Showing posts with label Adam Champ. Show all posts
Showing posts with label Adam Champ. Show all posts

6/03/2009

Porn Scrapbooking, Naked Muscles the New Breed

Another glossy pamphlet from Colt, promoting a movie that should have been amazing. Its not bad, but it just slightly missed the mark on the hotness scale. I've bitched about this before and I'm doomed to say it again. The men in Colt film could not be hotter, the settings are nice, everything is well filmed....I just often find myself cock in lubed-up hand waiting for the good stuff to start. The first scene is Chris Wide and Adam Champ on a sunny lawn, and emphasizes my point well. Despite my love for Adam, Chris Wide needs some porn acting lessons. He's a giant man with a giant cock, but he is mute on film (concealing a big nelly voice maybe?) and fucks like a statue on Haldol. Next are real life Bf's Carlo and Adam in a decent scene. Good but not great. With that amount of eye candy you cant really miss completely. The best scene though is the last one with Carlo and very tanned Tom Chase, who bottoms for (at the time) his second time on film. Its actually a pretty good scene. How funny is his expression in this still though? It's like: "Wait, how'd this giant Italian get in my butt?". Want Some

5/10/2009

Porn Scrapbooking, Waterbucks 2

Another fine bit of advertising from Colt. I must say that the ad is bit better than the movie. The movie is fine...good even. But it epitomizes a problem with Colt. The men are hot...stunning...and its filmed well with nice locations and lots of money on production.

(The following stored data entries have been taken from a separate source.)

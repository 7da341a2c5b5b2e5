//! Save reconciliation between local storage and a remote save service.
//!
//! Saves are opaque [`SaveRecord`]s. Two copies (local and remote) are never
//! merged field by field: [`merge_saves`] picks one wholesale by timestamp.
//!
//! ```text
//!   local store ◄──── write winner ────┐
//!        │                             │
//!        └── local record ──► merge_saves ◄── remote record ── SaveSync::fetch
//!                                      │
//!                         local won? ──┴──► SaveSync::upsert
//! ```

mod autosave;
mod reconciler;
mod remote;

pub use autosave::Autosaver;
pub use reconciler::SaveReconciler;
pub use remote::StoreRemote;

use async_trait::async_trait;
use chrono::{DateTime, Utc};
use serde::{Deserialize, Serialize};
use thiserror::Error;

use crate::store::StoreError;

/// A timestamped, opaque snapshot of player progression.
#[derive(Debug, Clone, PartialEq, Serialize, Deserialize)]
#[serde(rename_all = "camelCase")]
pub struct SaveRecord {
    pub payload: serde_json::Value,
    pub updated_at: DateTime<Utc>,
}

#[derive(Debug, Error)]
pub enum SyncError {
    /// No remote is configured.
    #[error("cloud sync is not configured")]
    Unavailable,
    /// The remote rejected or could not be reached; recoverable.
    #[error("cloud sync failed: {0}")]
    Failed(String),
    #[error(transparent)]
    Local(#[from] StoreError),
}

/// Remote save storage, keyed by profile id.
#[async_trait]
pub trait SaveSync: Send + Sync {
    async fn fetch(&self, profile_id: &str) -> Result<Option<SaveRecord>, SyncError>;
    async fn upsert(&self, profile_id: &str, record: &SaveRecord) -> Result<(), SyncError>;
}

/// Which side a merge picked.
#[derive(Debug, Clone, Copy, PartialEq, Eq)]
pub enum SaveSource {
    Local,
    Remote,
}

#[derive(Debug, Clone, PartialEq)]
pub struct Merged {
    pub record: SaveRecord,
    pub source: SaveSource,
}

/// Last-writer-wins by `updated_at`. Remote wins only when strictly newer;
/// equal timestamps keep the local record.
pub fn merge_saves(local: Option<SaveRecord>, remote: Option<SaveRecord>) -> Option<Merged> {
    match (local, remote) {
        (None, None) => None,
        (Some(record), None) => Some(Merged {
            record,
            source: SaveSource::Local,
        }),
        (None, Some(record)) => Some(Merged {
            record,
            source: SaveSource::Remote,
        }),
        (Some(local), Some(remote)) => {
            if remote.updated_at > local.updated_at {
                Some(Merged {
                    record: remote,
                    source: SaveSource::Remote,
                })
            } else {
                Some(Merged {
                    record: local,
                    source: SaveSource::Local,
                })
            }
        }
    }
}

But there is rarely any real heat. It seems every staged. The guys rarely sweat or grunt like I want them to. I still get very excited when the movies come out, but it would be nice if these ultra-hot muscle men actually looked liked they'd be good in bed.

4/29/2009

Porn Scrapbooking, Carlo Masi

When Carlo Masi first appeared in Colt promos for the movie "Muscle Up!", I kinda creamed my pants. His muscles, his beard and his chest hair are pretty stereotypically hot for me, but he also has the cutest little red lips, and an adorable italian accent. He's versatile on film and does a lot of scenes with his boyfriend Adam Champ, who is just as hot. My boyfriend commented derisively once that Carlo looked like a neanderthal, but thats just why I like him. He's beast-like in his masculinity. In "Muscle Up", his scene with Mike Dasher has remained a huge favorite of mine through the years. At one point while he fucks Mike from behind, Carlo's skin starts to get bright red and he balls up his fists with a expression of almost rage on his face...he truly does like an animal. So hot. Here are three versions of a somewhat iconic photo of him showing the wonders of photoshop. Edu Boxer and Pierro Sias also have a memorable scene in a pool, some of which is underwater. Click here for a clip of Carlo

2/22/2009

Shaved chest travesties

When a man is famous for his hirsute chest, I dont care how many times the trophy wife or husband tries to convince him to wax, he's gotta stick with his branded image. However, even in this chest-hair friendly age, pussies like Jon Bon Jovi and Tim Mcgraw have stared shaving (I blame that hussie Faith Hill for Tim: "TIM can you please button your shirt for the church social? Grams is gonna be there!"....but I digress) Hopefully Tim will come around. I'm particularly mad at Jon Bon because he was a childhood idol of mine (shameful I know.....) and my early leaning towards the bearish type is squarely because of him. I think he must have had it lasered it off or something, 'cause that guy hasn't had chest hair for years. And his music sucks. The lastest disappointment is Colt's Adam Champ, who busted onto he scene a few years ago with a delightfully furry torso and killer smile. Plus he's dating Carlo Masi, which is shower nozzle masturbation material for weeks. By the way all these photo are courtesy of Colt so show 'em some love Here's the champ before the great waxing: And after: I mean he's still okay, but dude...come back to me Adam! If I wanted that boy/man thing I'd go the the White Party.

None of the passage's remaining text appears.